Work item: From the listing below, extract each line containing the string "kept".

Exercise material:

□ □ □ □

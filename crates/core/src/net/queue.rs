use std::collections::VecDeque;

use log::warn;

/// Bounded FIFO between the network receive side and the tick loop.
///
/// When full, the oldest message is dropped and counted.
#[derive(Debug)]
pub struct InboundQueue<T> {
    items: VecDeque<T>,
    capacity: usize,
    dropped: u64,
}

impl<T> InboundQueue<T> {
    pub fn new(capacity: usize) -> Self {
        let capacity = capacity.max(1);
        Self {
            items: VecDeque::with_capacity(capacity),
            capacity,
            dropped: 0,
        }
    }

    pub fn push(&mut self, item: T) {
        if self.items.len() >= self.capacity {
            self.items.pop_front();
            self.dropped += 1;
            if self.dropped.is_power_of_two() {
                warn!("inbound queue full, {} messages dropped so far", self.dropped);
            }
        }
        self.items.push_back(item);
    }

    pub fn pop(&mut self) -> Option<T> {
        self.items.pop_front()
    }

    /// Removes and returns every item matching `pred`, keeping the rest queued
    /// in order.
    pub fn drain_where(&mut self, mut pred: impl FnMut(&T) -> bool) -> Vec<T> {
        let mut taken = Vec::new();
        let mut kept = VecDeque::with_capacity(self.items.len());
        for item in self.items.drain(..) {
            if pred(&item) {
                taken.push(item);
            } else {
                kept.push_back(item);
            }
        }
        self.items = kept;
        taken
    }

    pub fn iter(&self) -> impl Iterator<Item = &T> {
        self.items.iter()
    }

    pub fn len(&self) -> usize {
        self.items.len()
    }

    pub fn is_empty(&self) -> bool {
        self.items.is_empty()
    }

    pub fn dropped(&self) -> u64 {
        self.dropped
    }
}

□ □ □ □

Answer section:
        let mut kept = VecDeque::with_capacity(self.items.len());
                kept.push_back(item);
        self.items = kept;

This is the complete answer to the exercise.